À LIRE AUSSI : L'Étoile Verte du Guide MICHELIN en 6 questions

Manzili ©TheTravelBuds
Manzili ©TheTravelBuds

Comment analysez-vous l'évolution de la gastronomie aujourd'hui, d'une façon plus générale ?
Je sens que l'envie et la philosophie des clients est en train de changer. Je me demande si l'on n'arrive pas au bout de l'idée du grand restaurant gastronomique où on va pour avoir coché une case, pour dire 'j'y étais', et où on ne retournera pas forcément. Aujourd'hui, les gens sont plus en demande de lieux de vie, où ils prennent du plaisir et où ils ont envie de revenir souvent. La jeune génération ne veut plus de tables guindées où on n'a pas le droit de rire trop fort, où on doit mettre une veste de costume et où les additions s'envolent. Les budgets changent, les mentalités changent. Partout la street-food monte en gamme, touche de plus en plus de monde. Quand tu vois Olivier Bellin qui fait de la street-food autour du poisson, Michel Sarran qui fait des croque-monsieur, Eric Frechon qui fait céleri rémoulade à Lazare, tu ajoutes à ça le remplacement d'Alain Ducasse par Jean Imbert au Plaza Athénée (voir notre article actu du 22 juin), et l'envie de simplicité de toute une jeune génération, tu comprends que les choses bougent. Je trouve génial, par exemple, ce que le Guide MICHELIN fait en Asie, avec une sélection de petites tables de rue : c'est là que j'ai envie d'aller quand je voyage.
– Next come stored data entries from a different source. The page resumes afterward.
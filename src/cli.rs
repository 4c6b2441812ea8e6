//! Command-line interface for callscan.

use std::fs;
use std::io;
use std::path::{Path, PathBuf};

use anyhow::Context;
use chrono::Local;
use clap::Parser;
use walkdir::WalkDir;

use crate::analysis::{walker, CompilationContext, IndexResolver};
use crate::config::AnalyzerConfig;
use crate::fault::{self, Breadcrumbs, FaultLog};
use crate::references::ReferenceSet;
use crate::report::ReportWriter;
use crate::syntax;

/// Exit codes.
pub const EXIT_SUCCESS: i32 = 0;
pub const EXIT_FATAL: i32 = 1;

/// Token switching to single-file mode; accepted in any argument position,
/// case-insensitively.
pub const SINGLE_SOURCE_FLAG: &str = "/singlesource";

/// Batch call-site report generator for C# sources.
///
/// Walks every class declaration (nested classes included) of the given
/// sources, reports each constructor and method with an approximate
/// logical line count, and classifies every outward method call as
/// "Specified" (resolved) or "Non-specified" (inferred from syntax).
#[derive(Parser)]
#[command(name = "callscan")]
#[command(author, version, about, long_about = None)]
pub struct Cli {
    /// <sourcePath> <binDirectoryPath>, plus the optional /singlesource
    /// token in any position.
    #[arg(trailing_var_arg = true, allow_hyphen_values = true)]
    pub args: Vec<String>,
}

/// Split raw arguments into the mode flag and the positional paths.
fn split_invocation(args: &[String]) -> (bool, Vec<&String>) {
    let single_source = args
        .iter()
        .any(|a| a.eq_ignore_ascii_case(SINGLE_SOURCE_FLAG));
    let positional = args
        .iter()
        .filter(|a| !a.eq_ignore_ascii_case(SINGLE_SOURCE_FLAG))
        .collect();
    (single_source, positional)
}

/// Run the tool. Usage and path-validation problems exit here without any
/// analysis; everything after validation runs under the fatal boundary.
pub fn run(cli: &Cli) -> anyhow::Result<i32> {
    syntax::init();
    write_preamble(&cli.args);

    let (single_source, positional) = split_invocation(&cli.args);
    if positional.len() < 2 {
        eprintln!("usage: callscan <sourceDirectoryPath> <binDirectoryPath>");
        eprintln!(
            "usage: callscan <sourceFilePath> <binDirectoryPath> {}",
            SINGLE_SOURCE_FLAG
        );
        return Ok(EXIT_SUCCESS);
    }

    let source_path = PathBuf::from(positional[0]);
    let bin_path = PathBuf::from(positional[1]);

    if !single_source && !source_path.is_dir() {
        eprintln!(
            "Error: source directory not found ({})",
            source_path.display()
        );
        return Ok(EXIT_FATAL);
    }
    if single_source && !source_path.is_file() {
        eprintln!("Error: source file not found ({})", source_path.display());
        return Ok(EXIT_FATAL);
    }
    if !bin_path.is_dir() {
        eprintln!("Error: bin directory not found ({})", bin_path.display());
        return Ok(EXIT_FATAL);
    }

    let faults = FaultLog::beside_executable();
    match run_analysis(&source_path, &bin_path, single_source, &faults) {
        Ok(()) => Ok(EXIT_SUCCESS),
        Err(error) => {
            faults.record(&Breadcrumbs::default(), &error);
            Ok(EXIT_FATAL)
        }
    }
}

/// Execution stamp and argument echo, ahead of the report proper.
fn write_preamble(args: &[String]) {
    println!(
        "ExecutionDateTime: {}",
        Local::now().format("%Y/%m/%d %H:%M:%S")
    );
    println!("[parameters]");
    for (i, arg) in args.iter().enumerate() {
        println!("p{}: {}", i, arg);
    }
    println!();
}

fn run_analysis(
    source_path: &Path,
    bin_path: &Path,
    single_source: bool,
    faults: &FaultLog,
) -> anyhow::Result<()> {
    let config = AnalyzerConfig::discover().context("failed to load configuration")?;
    let references = ReferenceSet::load(bin_path, &config.reference_dirs)
        .context("failed to load reference metadata")?;

    let files = if single_source {
        vec![source_path.to_path_buf()]
    } else {
        collect_files(source_path, &config)?
    };

    // Every unit is parsed before any is analyzed; the shared context must
    // contain the whole batch for cross-file resolution.
    let provider = syntax::for_extension(".cs")
        .ok_or_else(|| anyhow::anyhow!("no syntax provider registered for .cs files"))?;
    let mut units = Vec::with_capacity(files.len());
    for path in &files {
        let source = fs::read(path)
            .with_context(|| format!("failed to read source file {}", path.display()))?;
        units.push(provider.parse(path, &source)?);
    }

    let ctx = CompilationContext::build(units, references);
    let resolver = IndexResolver::new(&ctx);

    let mut writer = ReportWriter::new(io::stdout().lock());
    for unit in ctx.units() {
        let crumbs = Breadcrumbs::for_file(unit.path.clone());
        let _ = fault::guard(faults, &crumbs, || {
            walker::analyze_unit(unit, &resolver, &config, &mut writer, faults, &crumbs)
                .map(|_records| ())
        });
    }
    writer.run_trailer()?;
    Ok(())
}

/// Recursively collect `.cs` files under the source directory, excluding
/// paths the configuration filters out. Sorted for deterministic order.
fn collect_files(root: &Path, config: &AnalyzerConfig) -> anyhow::Result<Vec<PathBuf>> {
    let mut files = Vec::new();
    for entry in WalkDir::new(root).follow_links(true) {
        let entry = entry?;
        if !entry.file_type().is_file() {
            continue;
        }
        let path = entry.path();
        let is_source = path
            .extension()
            .and_then(|e| e.to_str())
            .map(|e| e.eq_ignore_ascii_case("cs"))
            .unwrap_or(false);
        if !is_source || config.is_path_excluded(path) {
            continue;
        }
        files.push(path.to_path_buf());
    }
    files.sort();
    Ok(files)
}
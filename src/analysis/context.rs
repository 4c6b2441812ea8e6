//! The shared cross-file resolution context.
//!
//! All parsed units of a batch plus the reference metadata are bound into
//! one `CompilationContext`, built once per run, so a call from file A to a
//! declaration in file B resolves even though files are analyzed one at a
//! time. The context is never mutated after construction; every per-file
//! analysis sees the same, complete symbol universe.

use std::collections::HashMap;

use tree_sitter::Node;

use crate::references::ReferenceSet;
use crate::syntax::csharp::{self, kind};
use crate::syntax::SourceUnit;

/// Sentinel used where a declaration has no enclosing namespace.
pub const NO_NAMESPACE: &str = "(no namespace)";

/// A method or constructor known to the symbol index.
#[derive(Debug, Clone)]
pub struct MethodEntry {
    pub name: String,
    pub parameter_types: Vec<String>,
    pub return_type: String,
    pub is_constructor: bool,
}

/// A type (class, struct, interface, record) known to the symbol index.
#[derive(Debug, Clone)]
pub struct TypeEntry {
    pub simple_name: String,
    /// The pure enclosing namespace chain, or the no-namespace sentinel.
    pub namespace: String,
    /// Namespace (or sentinel) plus the nested type chain plus the simple name.
    pub qualified_name: String,
    pub methods: Vec<MethodEntry>,
}

impl TypeEntry {
    /// Methods matching a name and argument count.
    pub fn methods_matching(&self, name: &str, arity: usize) -> Vec<&MethodEntry> {
        self.methods
            .iter()
            .filter(|m| m.name == name && m.parameter_types.len() == arity)
            .collect()
    }
}

/// Index of every type declared anywhere in the batch.
#[derive(Debug, Default)]
struct SymbolIndex {
    entries: Vec<TypeEntry>,
    by_simple: HashMap<String, Vec<usize>>,
    by_qualified: HashMap<String, usize>,
}

impl SymbolIndex {
    fn insert(&mut self, entry: TypeEntry) {
        let idx = self.entries.len();
        self.by_simple
            .entry(entry.simple_name.clone())
            .or_default()
            .push(idx);
        self.by_qualified.insert(entry.qualified_name.clone(), idx);
        self.entries.push(entry);
    }
}

/// All source units of the batch plus reference metadata, read-only.
pub struct CompilationContext {
    units: Vec<SourceUnit>,
    references: ReferenceSet,
    index: SymbolIndex,
}

impl CompilationContext {
    /// Bind all units of the batch and the reference metadata together and
    /// derive the symbol index. Includes struct/interface/record types so
    /// calls into them resolve, even though the report only walks classes.
    pub fn build(units: Vec<SourceUnit>, references: ReferenceSet) -> Self {
        let mut index = SymbolIndex::default();
        for unit in &units {
            // A file-scoped namespace declaration sits beside the
            // declarations it scopes, so its name applies to the whole unit.
            let mut namespace_parts = file_scoped_namespace_parts(unit);
            let mut type_chain = Vec::new();
            index_node(
                unit,
                unit.root(),
                &mut namespace_parts,
                &mut type_chain,
                &mut index,
            );
        }
        Self {
            units,
            references,
            index,
        }
    }

    pub fn units(&self) -> &[SourceUnit] {
        &self.units
    }

    pub fn references(&self) -> &ReferenceSet {
        &self.references
    }

    /// Every indexed type with the given simple name.
    pub fn types_named(&self, simple_name: &str) -> Vec<&TypeEntry> {
        self.index
            .by_simple
            .get(simple_name)
            .map(|ids| ids.iter().map(|&i| &self.index.entries[i]).collect())
            .unwrap_or_default()
    }

    /// Exact lookup by fully qualified name.
    pub fn type_by_qualified(&self, qualified: &str) -> Option<&TypeEntry> {
        self.index
            .by_qualified
            .get(qualified)
            .map(|&i| &self.index.entries[i])
    }
}

fn index_node(
    unit: &SourceUnit,
    node: Node,
    namespace_parts: &mut Vec<String>,
    type_chain: &mut Vec<String>,
    index: &mut SymbolIndex,
) {
    match node.kind() {
        kind::NAMESPACE => {
            let name = csharp::name_text(unit, node);
            if name.is_empty() {
                index_children(unit, node, namespace_parts, type_chain, index);
                return;
            }
            let added: Vec<String> = name.split('.').map(str::to_string).collect();
            let added_len = added.len();
            namespace_parts.extend(added);
            index_children(unit, node, namespace_parts, type_chain, index);
            namespace_parts.truncate(namespace_parts.len() - added_len);
        }
        // The name was already applied unit-wide by the pre-scan; any
        // declarations nested here still get indexed.
        kind::FILE_SCOPED_NAMESPACE => {
            index_children(unit, node, namespace_parts, type_chain, index);
        }
        k if csharp::is_type_declaration(k) => {
            let simple = csharp::name_text(unit, node).to_string();
            if simple.is_empty() {
                return;
            }
            type_chain.push(simple.clone());

            let namespace = if namespace_parts.is_empty() {
                NO_NAMESPACE.to_string()
            } else {
                namespace_parts.join(".")
            };
            let qualified = format!("{}.{}", namespace, type_chain.join("."));
            index.insert(TypeEntry {
                simple_name: simple.clone(),
                namespace,
                qualified_name: qualified,
                methods: direct_members(unit, node, &simple),
            });

            index_children(unit, node, namespace_parts, type_chain, index);
            type_chain.pop();
        }
        _ => index_children(unit, node, namespace_parts, type_chain, index),
    }
}

fn file_scoped_namespace_parts(unit: &SourceUnit) -> Vec<String> {
    let root = unit.root();
    let mut cursor = root.walk();
    let parts = root
        .named_children(&mut cursor)
        .find(|child| child.kind() == kind::FILE_SCOPED_NAMESPACE)
        .map(|ns| csharp::name_text(unit, ns))
        .filter(|name| !name.is_empty())
        .map(|name| name.split('.').map(str::to_string).collect())
        .unwrap_or_default();
    parts
}

fn index_children(
    unit: &SourceUnit,
    node: Node,
    namespace_parts: &mut Vec<String>,
    type_chain: &mut Vec<String>,
    index: &mut SymbolIndex,
) {
    let mut cursor = node.walk();
    let children: Vec<Node> = node.named_children(&mut cursor).collect();
    for child in children {
        index_node(unit, child, namespace_parts, type_chain, index);
    }
}

/// Methods and constructors declared directly in the type's body. Members
/// of nested types belong to their own entry.
fn direct_members(unit: &SourceUnit, type_node: Node, type_name: &str) -> Vec<MethodEntry> {
    let mut members = Vec::new();
    let Some(body) = type_node.child_by_field_name("body") else {
        return members;
    };
    let mut cursor = body.walk();
    for member in body.named_children(&mut cursor) {
        match member.kind() {
            kind::METHOD => {
                let return_type = member
                    .child_by_field_name("type")
                    .map(|n| unit.node_text(n).to_string())
                    .unwrap_or_default();
                members.push(MethodEntry {
                    name: csharp::name_text(unit, member).to_string(),
                    parameter_types: csharp::parameter_types(unit, member),
                    return_type,
                    is_constructor: false,
                });
            }
            kind::CONSTRUCTOR => {
                members.push(MethodEntry {
                    name: csharp::name_text(unit, member).to_string(),
                    parameter_types: csharp::parameter_types(unit, member),
                    return_type: type_name.to_string(),
                    is_constructor: true,
                });
            }
            _ => {}
        }
    }
    members
}
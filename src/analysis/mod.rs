//! The call-site classification and declaration-walking engine.
//!
//! One shared `CompilationContext` binds every parsed unit of the batch to
//! the reference metadata; the walker then processes units one at a time:
//!
//! ```text
//! ┌──────────────┐     ┌────────────────────┐     ┌───────────────┐
//! │ SourceUnits  │────▶│ CompilationContext │────▶│ IndexResolver │
//! └──────────────┘     │ (all trees + refs) │     └───────┬───────┘
//!                      └────────────────────┘             │
//!                      ┌────────────────────┐     ┌───────▼───────┐
//!                      │ ReportWriter       │◀────│ Walker +      │
//!                      │ (flat indented     │     │ Call          │
//!                      │  text stream)      │     │ Classifier    │
//!                      └────────────────────┘     └───────────────┘
//! ```
//!
//! The semantic side is reached only through the `Resolver` trait, so the
//! engine runs against scripted resolvers in tests.

pub mod calls;
pub mod context;
pub mod hierarchy;
pub mod lines;
pub mod resolver;
pub mod walker;

pub use calls::{classify_calls, CallSite};
pub use context::{CompilationContext, MethodEntry, TypeEntry, NO_NAMESPACE};
pub use hierarchy::CallHierarchyNode;
pub use lines::logical_line_count;
pub use resolver::{IndexResolver, ResolvedCallee, Resolver, TypeRef};
pub use walker::{
    analyze_unit, qualified_type_name, ClassRecord, DeclarationKind, DeclarationRecord,
};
Manzili, votre restaurant éphémère, sera ouvert au jardin des Plantes jusqu'en octobre. Qu'est-ce que vous préparez ensuite ?
Il y a en gros deux directions que je peux prendre. L'une, c'est me lancer dans un restaurant gastronomique au sens "classique" du terme, essayer d'aller chercher une étoile au Guide MICHELIN : quand on a un parcours comme le mien on est obligé d'y penser. Je crois que j'en ai les capacités. L'autre possibilité c'est d'ouvrir un lieu à mon image, vibrant et vivant, avec une cuisine peut-être moins ambitieuse, mais une ambiance et un esprit qui me correspondrait plus. Honnêtement, je n'ai pas encore tranché entre ces deux options. Pour l'instant je me concentre sur Manzili, mon projet éphémère au Jardin des Plantes à Paris, qui sera ouvert jusqu'au 3 octobre.